[What is expected] Restate all the data exactly, so that each line is the same as before.

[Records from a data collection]
-*-
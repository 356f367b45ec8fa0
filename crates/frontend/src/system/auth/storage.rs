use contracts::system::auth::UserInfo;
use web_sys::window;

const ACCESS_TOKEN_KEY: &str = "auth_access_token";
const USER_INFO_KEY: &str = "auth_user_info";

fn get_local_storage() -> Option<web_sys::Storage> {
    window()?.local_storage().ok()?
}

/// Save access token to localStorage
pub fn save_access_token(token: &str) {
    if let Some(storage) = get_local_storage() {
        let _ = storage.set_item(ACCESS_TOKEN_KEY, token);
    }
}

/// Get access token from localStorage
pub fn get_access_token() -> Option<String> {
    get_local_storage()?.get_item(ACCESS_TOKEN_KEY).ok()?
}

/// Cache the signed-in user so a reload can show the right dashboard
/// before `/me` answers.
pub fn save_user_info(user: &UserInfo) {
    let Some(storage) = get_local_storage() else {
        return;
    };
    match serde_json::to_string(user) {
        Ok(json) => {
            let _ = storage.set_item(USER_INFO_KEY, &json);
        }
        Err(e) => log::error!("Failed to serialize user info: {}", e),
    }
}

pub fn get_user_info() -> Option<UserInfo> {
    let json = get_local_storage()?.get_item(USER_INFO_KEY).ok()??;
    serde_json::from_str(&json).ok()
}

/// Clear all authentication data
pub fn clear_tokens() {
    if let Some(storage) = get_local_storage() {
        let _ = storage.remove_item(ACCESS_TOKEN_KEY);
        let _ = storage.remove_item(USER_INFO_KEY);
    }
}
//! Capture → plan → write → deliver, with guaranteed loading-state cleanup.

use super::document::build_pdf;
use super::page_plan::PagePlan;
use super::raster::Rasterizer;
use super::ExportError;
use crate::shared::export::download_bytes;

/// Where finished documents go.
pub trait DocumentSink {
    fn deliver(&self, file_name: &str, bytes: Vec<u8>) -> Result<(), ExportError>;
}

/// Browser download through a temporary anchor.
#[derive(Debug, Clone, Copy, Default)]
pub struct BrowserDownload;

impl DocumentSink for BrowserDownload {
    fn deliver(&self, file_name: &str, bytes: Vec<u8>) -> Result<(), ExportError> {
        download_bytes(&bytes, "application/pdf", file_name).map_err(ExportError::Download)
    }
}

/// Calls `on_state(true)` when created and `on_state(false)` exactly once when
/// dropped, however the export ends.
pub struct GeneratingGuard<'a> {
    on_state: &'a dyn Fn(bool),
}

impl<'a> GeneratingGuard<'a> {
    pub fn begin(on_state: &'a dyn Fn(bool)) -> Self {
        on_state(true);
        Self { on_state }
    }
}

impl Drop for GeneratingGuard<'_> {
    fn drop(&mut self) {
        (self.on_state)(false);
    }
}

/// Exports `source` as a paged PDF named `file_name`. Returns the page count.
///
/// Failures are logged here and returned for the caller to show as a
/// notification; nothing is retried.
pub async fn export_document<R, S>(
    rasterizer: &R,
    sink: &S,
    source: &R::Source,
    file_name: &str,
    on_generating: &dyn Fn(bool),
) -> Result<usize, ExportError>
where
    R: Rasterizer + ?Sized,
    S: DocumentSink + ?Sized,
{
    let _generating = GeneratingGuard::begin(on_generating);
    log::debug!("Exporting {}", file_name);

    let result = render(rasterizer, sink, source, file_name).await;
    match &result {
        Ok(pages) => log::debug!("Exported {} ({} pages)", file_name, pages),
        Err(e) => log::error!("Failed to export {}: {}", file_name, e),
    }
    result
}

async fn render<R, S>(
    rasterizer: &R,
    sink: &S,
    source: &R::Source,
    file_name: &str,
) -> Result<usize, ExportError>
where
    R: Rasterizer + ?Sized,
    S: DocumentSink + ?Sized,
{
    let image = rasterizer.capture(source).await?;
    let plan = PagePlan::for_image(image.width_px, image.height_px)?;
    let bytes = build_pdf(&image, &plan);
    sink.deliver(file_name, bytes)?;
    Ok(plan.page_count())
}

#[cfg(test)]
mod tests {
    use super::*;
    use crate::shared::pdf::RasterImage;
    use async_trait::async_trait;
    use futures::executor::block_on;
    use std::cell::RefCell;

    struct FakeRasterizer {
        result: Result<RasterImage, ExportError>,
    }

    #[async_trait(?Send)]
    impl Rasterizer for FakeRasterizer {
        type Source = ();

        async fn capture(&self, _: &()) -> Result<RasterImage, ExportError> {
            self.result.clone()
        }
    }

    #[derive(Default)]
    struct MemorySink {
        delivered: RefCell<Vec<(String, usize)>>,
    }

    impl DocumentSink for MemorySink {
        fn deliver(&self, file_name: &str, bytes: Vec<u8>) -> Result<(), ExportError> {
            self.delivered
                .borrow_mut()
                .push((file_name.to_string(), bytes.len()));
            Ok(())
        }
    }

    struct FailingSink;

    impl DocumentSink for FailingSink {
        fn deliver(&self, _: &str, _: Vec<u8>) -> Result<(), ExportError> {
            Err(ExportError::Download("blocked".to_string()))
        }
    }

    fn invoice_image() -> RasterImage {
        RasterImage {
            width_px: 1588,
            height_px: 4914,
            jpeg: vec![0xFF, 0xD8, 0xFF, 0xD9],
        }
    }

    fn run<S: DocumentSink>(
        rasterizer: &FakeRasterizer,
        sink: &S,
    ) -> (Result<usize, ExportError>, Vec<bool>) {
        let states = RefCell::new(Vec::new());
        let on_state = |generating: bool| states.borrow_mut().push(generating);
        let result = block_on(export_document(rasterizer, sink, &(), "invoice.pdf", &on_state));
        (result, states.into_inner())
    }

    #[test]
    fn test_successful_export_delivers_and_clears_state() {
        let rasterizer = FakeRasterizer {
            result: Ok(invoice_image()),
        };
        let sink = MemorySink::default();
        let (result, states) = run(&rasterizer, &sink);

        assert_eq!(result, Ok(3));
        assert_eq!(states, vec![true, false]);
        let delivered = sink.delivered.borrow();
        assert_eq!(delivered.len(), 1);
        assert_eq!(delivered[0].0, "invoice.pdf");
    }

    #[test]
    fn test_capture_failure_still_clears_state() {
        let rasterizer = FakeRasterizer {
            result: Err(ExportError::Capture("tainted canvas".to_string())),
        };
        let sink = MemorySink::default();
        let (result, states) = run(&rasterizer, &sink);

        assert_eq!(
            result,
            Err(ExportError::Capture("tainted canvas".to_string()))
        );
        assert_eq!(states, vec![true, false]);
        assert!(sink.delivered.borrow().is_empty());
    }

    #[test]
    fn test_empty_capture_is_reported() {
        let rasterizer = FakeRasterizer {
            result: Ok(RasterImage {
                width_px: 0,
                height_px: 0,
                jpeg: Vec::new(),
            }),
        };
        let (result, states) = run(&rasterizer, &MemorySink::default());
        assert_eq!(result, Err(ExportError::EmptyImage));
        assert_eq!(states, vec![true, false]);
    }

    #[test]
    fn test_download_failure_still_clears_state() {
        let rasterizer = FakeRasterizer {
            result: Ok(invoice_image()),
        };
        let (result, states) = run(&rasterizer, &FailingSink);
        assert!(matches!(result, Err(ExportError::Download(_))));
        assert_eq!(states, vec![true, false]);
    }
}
-*-
[Answer below]
repository 356f367b45ec8fa0
filename crates/frontend/src/system/auth/storage.rs
use contracts::system::auth::UserInfo;
use web_sys::window;

const ACCESS_TOKEN_KEY: &str = "auth_access_token";
const USER_INFO_KEY: &str = "auth_user_info";

fn get_local_storage() -> Option<web_sys::Storage> {
    window()?.local_storage().ok()?
}

/// Save access token to localStorage
pub fn save_access_token(token: &str) {
    if let Some(storage) = get_local_storage() {
        let _ = storage.set_item(ACCESS_TOKEN_KEY, token);
    }
}

/// Get access token from localStorage
pub fn get_access_token() -> Option<String> {
    get_local_storage()?.get_item(ACCESS_TOKEN_KEY).ok()?
}

/// Cache the signed-in user so a reload can show the right dashboard
/// before `/me` answers.
pub fn save_user_info(user: &UserInfo) {
    let Some(storage) = get_local_storage() else {
        return;
    };
    match serde_json::to_string(user) {
        Ok(json) => {
            let _ = storage.set_item(USER_INFO_KEY, &json);
        }
        Err(e) => log::error!("Failed to serialize user info: {}", e),
    }
}

pub fn get_user_info() -> Option<UserInfo> {
    let json = get_local_storage()?.get_item(USER_INFO_KEY).ok()??;
    serde_json::from_str(&json).ok()
}

/// Clear all authentication data
pub fn clear_tokens() {
    if let Some(storage) = get_local_storage() {
        let _ = storage.remove_item(ACCESS_TOKEN_KEY);
        let _ = storage.remove_item(USER_INFO_KEY);
    }
}
//! Capture → plan → write → deliver, with guaranteed loading-state cleanup.

use super::document::build_pdf;
use super::page_plan::PagePlan;
use super::raster::Rasterizer;
use super::ExportError;
use crate::shared::export::download_bytes;

/// Where finished documents go.
pub trait DocumentSink {
    fn deliver(&self, file_name: &str, bytes: Vec<u8>) -> Result<(), ExportError>;
}

/// Browser download through a temporary anchor.
#[derive(Debug, Clone, Copy, Default)]
pub struct BrowserDownload;

impl DocumentSink for BrowserDownload {
    fn deliver(&self, file_name: &str, bytes: Vec<u8>) -> Result<(), ExportError> {
        download_bytes(&bytes, "application/pdf", file_name).map_err(ExportError::Download)
    }
}

/// Calls `on_state(true)` when created and `on_state(false)` exactly once when
/// dropped, however the export ends.
pub struct GeneratingGuard<'a> {
    on_state: &'a dyn Fn(bool),
}

impl<'a> GeneratingGuard<'a> {
    pub fn begin(on_state: &'a dyn Fn(bool)) -> Self {
        on_state(true);
        Self { on_state }
    }
}

impl Drop for GeneratingGuard<'_> {
    fn drop(&mut self) {
        (self.on_state)(false);
    }
}

/// Exports `source` as a paged PDF named `file_name`. Returns the page count.
///
/// Failures are logged here and returned for the caller to show as a
/// notification; nothing is retried.
pub async fn export_document<R, S>(
    rasterizer: &R,
    sink: &S,
    source: &R::Source,
    file_name: &str,
    on_generating: &dyn Fn(bool),
) -> Result<usize, ExportError>
where
    R: Rasterizer + ?Sized,
    S: DocumentSink + ?Sized,
{
    let _generating = GeneratingGuard::begin(on_generating);
    log::debug!("Exporting {}", file_name);

    let result = render(rasterizer, sink, source, file_name).await;
    match &result {
        Ok(pages) => log::debug!("Exported {} ({} pages)", file_name, pages),
        Err(e) => log::error!("Failed to export {}: {}", file_name, e),
    }
    result
}

async fn render<R, S>(
    rasterizer: &R,
    sink: &S,
    source: &R::Source,
    file_name: &str,
) -> Result<usize, ExportError>
where
    R: Rasterizer + ?Sized,
    S: DocumentSink + ?Sized,
{
    let image = rasterizer.capture(source).await?;
    let plan = PagePlan::for_image(image.width_px, image.height_px)?;
    let bytes = build_pdf(&image, &plan);
    sink.deliver(file_name, bytes)?;
    Ok(plan.page_count())
}

#[cfg(test)]
mod tests {
    use super::*;
    use crate::shared::pdf::RasterImage;
    use async_trait::async_trait;
    use futures::executor::block_on;
    use std::cell::RefCell;

    struct FakeRasterizer {
        result: Result<RasterImage, ExportError>,
    }

    #[async_trait(?Send)]
    impl Rasterizer for FakeRasterizer {
        type Source = ();

        async fn capture(&self, _: &()) -> Result<RasterImage, ExportError> {
            self.result.clone()
        }
    }

    #[derive(Default)]
    struct MemorySink {
        delivered: RefCell<Vec<(String, usize)>>,
    }

    impl DocumentSink for MemorySink {
        fn deliver(&self, file_name: &str, bytes: Vec<u8>) -> Result<(), ExportError> {
            self.delivered
                .borrow_mut()
                .push((file_name.to_string(), bytes.len()));
            Ok(())
        }
    }

    struct FailingSink;

    impl DocumentSink for FailingSink {
        fn deliver(&self, _: &str, _: Vec<u8>) -> Result<(), ExportError> {
            Err(ExportError::Download("blocked".to_string()))
        }
    }

    fn invoice_image() -> RasterImage {
        RasterImage {
            width_px: 1588,
            height_px: 4914,
            jpeg: vec![0xFF, 0xD8, 0xFF, 0xD9],
        }
    }

    fn run<S: DocumentSink>(
        rasterizer: &FakeRasterizer,
        sink: &S,
    ) -> (Result<usize, ExportError>, Vec<bool>) {
        let states = RefCell::new(Vec::new());
        let on_state = |generating: bool| states.borrow_mut().push(generating);
        let result = block_on(export_document(rasterizer, sink, &(), "invoice.pdf", &on_state));
        (result, states.into_inner())
    }

    #[test]
    fn test_successful_export_delivers_and_clears_state() {
        let rasterizer = FakeRasterizer {
            result: Ok(invoice_image()),
        };
        let sink = MemorySink::default();
        let (result, states) = run(&rasterizer, &sink);

        assert_eq!(result, Ok(3));
        assert_eq!(states, vec![true, false]);
        let delivered = sink.delivered.borrow();
        assert_eq!(delivered.len(), 1);
        assert_eq!(delivered[0].0, "invoice.pdf");
    }

    #[test]
    fn test_capture_failure_still_clears_state() {
        let rasterizer = FakeRasterizer {
            result: Err(ExportError::Capture("tainted canvas".to_string())),
        };
        let sink = MemorySink::default();
        let (result, states) = run(&rasterizer, &sink);

        assert_eq!(
            result,
            Err(ExportError::Capture("tainted canvas".to_string()))
        );
        assert_eq!(states, vec![true, false]);
        assert!(sink.delivered.borrow().is_empty());
    }

    #[test]
    fn test_empty_capture_is_reported() {
        let rasterizer = FakeRasterizer {
            result: Ok(RasterImage {
                width_px: 0,
                height_px: 0,
                jpeg: Vec::new(),
            }),
        };
        let (result, states) = run(&rasterizer, &MemorySink::default());
        assert_eq!(result, Err(ExportError::EmptyImage));
        assert_eq!(states, vec![true, false]);
    }

    #[test]
    fn test_download_failure_still_clears_state() {
        let rasterizer = FakeRasterizer {
            result: Ok(invoice_image()),
        };
        let (result, states) = run(&rasterizer, &FailingSink);
        assert!(matches!(result, Err(ExportError::Download(_))));
        assert_eq!(states, vec![true, false]);
    }
}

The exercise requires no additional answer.